It’s true, our focus is primarily on E2E apps. That being said, a lot of what you’re asking for is possible to do securely without relying on the server to have access to the data. It’s just a matter of building out the features, or approaching the problems with a different mental framework relative to traditional client-server architectures.

But yes, to be clear, we will likely spend more time and energy enabling more powerful clients to do the things you’re asking, rather than turn more attention toward the server-side. That is, unless there are relatively easy things that we can enable for server-side focused apps (userbase-js-node being an example), which in some of these cases there may be.

So I can turn to CRDTs…

I’m spending the day working on a sample offline-first collaborative app using CRDTs to show how this can be done (described in #255).

But I can't allow users to delete CRDT records from the database… I do need a server to be able to delete CRDTs, so I can squash and trim the history that gets sent to users each time they load the app.

We can relatively easily expose userbase-js functions so you can do both of these things securely:

  1. You can override userbase-js’s internal logic to process transactions and only accept "Insert" commands, which are your CRDT changes. All transactions are stored in an immutable transaction log server-side, and the server is guaranteed to send you transactions in sequence. No user can delete existing changes if your client worked like that.

  2. Right now whenever a user’s database exceeds a fixed size, the server tells the client to "bundle" the database, which compresses and squashes the state, then uploads it to the server in chunks for quick loading. You can override the bundling logic to squash and trim exactly how you want. The server only allows database owners to trigger this process.

For reference, userbase-sql.js relies on just Inserts for SQL statements, and has some smooth logic to bundle databases in a way that clients experience no downtime. But would like to make it even easier to roll your own logic like that by just exposing the above internal userbase-js functions -- I'll probably need to do that to get sharing sql.js databases working.

Or, I want an app to support RBAC, so anyone can create/edit a record, but only managers/admins can delete it.

Definitely possible with a new database permission, like suggested in #208. Also wouldn’t require server-side changes.

Or enforce that record changes get versioned (similar problem to the CRDTs above).

Our client implements versioning. All items are versioned under the hood, we can expose those versions if you’d like — you’d be able to include an item’s version in updateItem/deleteItem.
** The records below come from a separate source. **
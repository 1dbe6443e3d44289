use crate::app_config::{AppConfig, Environment};
use crate::ConfigError;

/// Load application configuration from environment variables.
///
/// Calls `dotenvy::dotenv().ok()` to load `.env` files before reading env vars.
///
/// # Errors
///
/// Returns `ConfigError` if a value is present but invalid.
pub fn load_app_config() -> Result<AppConfig, ConfigError> {
    dotenvy::dotenv().ok();
    load_app_config_from_env()
}

/// Load application configuration from environment variables already in the process.
///
/// Unlike [`load_app_config`], this does not read `.env` files, so tests and
/// callers that manage their own environment get exactly what is set.
///
/// # Errors
///
/// Returns `ConfigError` if a value is present but invalid.
pub fn load_app_config_from_env() -> Result<AppConfig, ConfigError> {
    build_app_config(|key| std::env::var(key))
}

/// Build application configuration using the provided env-var lookup function.
///
/// Every variable is optional; defaults match [`AppConfig::default`]. The lookup
/// is injected so the parsing rules can be tested with a plain `HashMap`.
fn build_app_config<F>(lookup: F) -> Result<AppConfig, ConfigError>
where
    F: Fn(&str) -> Result<String, std::env::VarError>,
{
    use std::path::PathBuf;

    let defaults = AppConfig::default();

    let or_default = |var: &str, default: &str| -> String {
        lookup(var).unwrap_or_else(|_| default.to_string())
    };

    let invalid = |var: &str, reason: String| ConfigError::InvalidEnvVar {
        var: var.to_string(),
        reason,
    };

    let parse_u32 = |var: &str, default: u32| -> Result<u32, ConfigError> {
        let raw = or_default(var, &default.to_string());
        raw.parse::<u32>().map_err(|e| invalid(var, e.to_string()))
    };

    let parse_u64 = |var: &str, default: u64| -> Result<u64, ConfigError> {
        let raw = or_default(var, &default.to_string());
        raw.parse::<u64>().map_err(|e| invalid(var, e.to_string()))
    };

    let parse_positive_usize = |var: &str, default: usize| -> Result<usize, ConfigError> {
        let raw = or_default(var, &default.to_string());
        match raw.parse::<usize>() {
            Ok(0) => Err(invalid(var, "must be greater than zero".to_string())),
            Ok(v) => Ok(v),
            Err(e) => Err(invalid(var, e.to_string())),
        }
    };

    let parse_bool = |var: &str, default: bool| -> Result<bool, ConfigError> {
        match lookup(var) {
            Err(_) => Ok(default),
            Ok(raw) => match raw.trim().to_ascii_lowercase().as_str() {
                "1" | "true" | "yes" | "on" => Ok(true),
                "0" | "false" | "no" | "off" => Ok(false),
                other => Err(invalid(var, format!("expected a boolean, got \"{other}\""))),
            },
        }
    };

    let optional_path = |var: &str| -> Option<PathBuf> {
        lookup(var)
            .ok()
            .map(|v| v.trim().to_string())
            .filter(|v| !v.is_empty())
            .map(PathBuf::from)
    };

    let env = parse_environment(&or_default("MAPSCOUT_ENV", "development"))?;
    let log_level = or_default("MAPSCOUT_LOG_LEVEL", &defaults.log_level);

    let base_url = or_default("MAPSCOUT_BASE_URL", &defaults.base_url);
    if let Err(e) = url::Url::parse(&base_url) {
        return Err(invalid("MAPSCOUT_BASE_URL", e.to_string()));
    }
    let city = or_default("MAPSCOUT_CITY", &defaults.city);
    let allowed_host = or_default("MAPSCOUT_ALLOWED_HOST", &defaults.allowed_host);
    let output_dir = optional_path("MAPSCOUT_OUTPUT_DIR").unwrap_or(defaults.output_dir);

    let headless = parse_bool("MAPSCOUT_HEADLESS", defaults.headless)?;
    let chrome_path = optional_path("MAPSCOUT_CHROME_PATH");
    let window_width = parse_u32("MAPSCOUT_WINDOW_WIDTH", defaults.window_width)?;
    let window_height = parse_u32("MAPSCOUT_WINDOW_HEIGHT", defaults.window_height)?;
    let locator_map_path = optional_path("MAPSCOUT_LOCATOR_MAP_PATH");

    let click_timeout_secs = parse_u64("MAPSCOUT_CLICK_TIMEOUT_SECS", defaults.click_timeout_secs)?;
    let optional_wait_secs = parse_u64("MAPSCOUT_OPTIONAL_WAIT_SECS", defaults.optional_wait_secs)?;
    let max_retries = parse_u32("MAPSCOUT_MAX_RETRIES", defaults.max_retries)?;
    let retry_backoff_base_ms = parse_u64(
        "MAPSCOUT_RETRY_BACKOFF_BASE_MS",
        defaults.retry_backoff_base_ms,
    )?;
    let settle_ms = parse_u64("MAPSCOUT_SETTLE_MS", defaults.settle_ms)?;

    let review_scan_window =
        parse_positive_usize("MAPSCOUT_REVIEW_SCAN_WINDOW", defaults.review_scan_window)?;
    let review_max_load_attempts = parse_u32(
        "MAPSCOUT_REVIEW_MAX_LOAD_ATTEMPTS",
        defaults.review_max_load_attempts,
    )?;
    if review_max_load_attempts == 0 {
        return Err(invalid(
            "MAPSCOUT_REVIEW_MAX_LOAD_ATTEMPTS",
            "must be greater than zero".to_string(),
        ));
    }
    let max_result_pages =
        parse_positive_usize("MAPSCOUT_MAX_RESULT_PAGES", defaults.max_result_pages)?;
    let housekeeping_interval = parse_positive_usize(
        "MAPSCOUT_HOUSEKEEPING_INTERVAL",
        defaults.housekeeping_interval,
    )?;

    Ok(AppConfig {
        env,
        log_level,
        base_url,
        city,
        allowed_host,
        output_dir,
        headless,
        chrome_path,
        window_width,
        window_height,
        locator_map_path,
        click_timeout_secs,
        optional_wait_secs,
        max_retries,
        retry_backoff_base_ms,
        settle_ms,
        review_scan_window,
        review_max_load_attempts,
        max_result_pages,
        housekeeping_interval,
    })
}

/// Parse a string into an `Environment` variant.
///
/// # Errors
///
/// Returns `ConfigError::InvalidEnvVar` for anything other than
/// `development`, `test`, or `production`.
fn parse_environment(s: &str) -> Result<Environment, ConfigError> {
    match s {
        "development" => Ok(Environment::Development),
        "test" => Ok(Environment::Test),
        "production" => Ok(Environment::Production),
        other => Err(ConfigError::InvalidEnvVar {
            var: "MAPSCOUT_ENV".to_string(),
            reason: format!("unknown environment \"{other}\""),
        }),
    }
}

#[cfg(test)]
#[path = "config_test.rs"]
mod tests;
but if a nefarious user uses raw userbase-js to put a comment into the DB, they can block my service from having write access to the comment

Database owners have root privileges, all honest clients respect database owners’ edits/removals of any items, so a nefarious user can't do that. We can implement an "admin" privilege too so owners could dole out admin privileges.

If whole categories of new requirements can only be implemented by upstreaming a patch to userbase server (like your above mention of implementing specific user restrictions)


When I said "custom server-side code that you can run", I meant code you run on your server, not code that’s patched up to Userbase. This doesn’t seem too challenging to implement on our end. For example, before storing a transaction on our end, we pass it through your proxy server providing enough data along that you can write custom logic as needed telling us if we should store it or return an error to clients.

without me having to think up all of the possible malformed data scenarios I have to defend against at read-time.

Really you just have to take logic you’d place on the server, and place it in the client. It’s just a different way of thinking about the problem.

All the above being said, you will likely find greater flexibility today in tools that rely on traditional client-server architectures. And that’s likely going to be the case into perpetuity, but, we’d like to get Userbase as close to what you’d expect as possible :)

(I know I missed some of your use cases in the above^ happy to discuss any of them in more detail)

@j-berman
Copy link
Collaborator

j-berman commented Jan 19, 2021

With userbase-js-node, you could also do something like this:

  • Only your admin creates databases
  • All users have access to these databases via read-only share tokens
  • Users make changes to these databases via requests to your server

@spiffytech
Copy link
Author

Thanks for the detailed response. Userbase excites me - I can spin up new projects without sinking hours into writing boilerplate user management code, CRUD API endpoints, secure sharing, etc., and E2E is there if it suits my use case, I get real-time updates, and it's OSS so I can feel good building OSS projects with it, and feel good that I'm not held hostage by a proprietary vendor's policies/pricing. I'm eager to use it, I just need to get my head around the possibilities and pitfalls so I can verify it's a good fit for my needs.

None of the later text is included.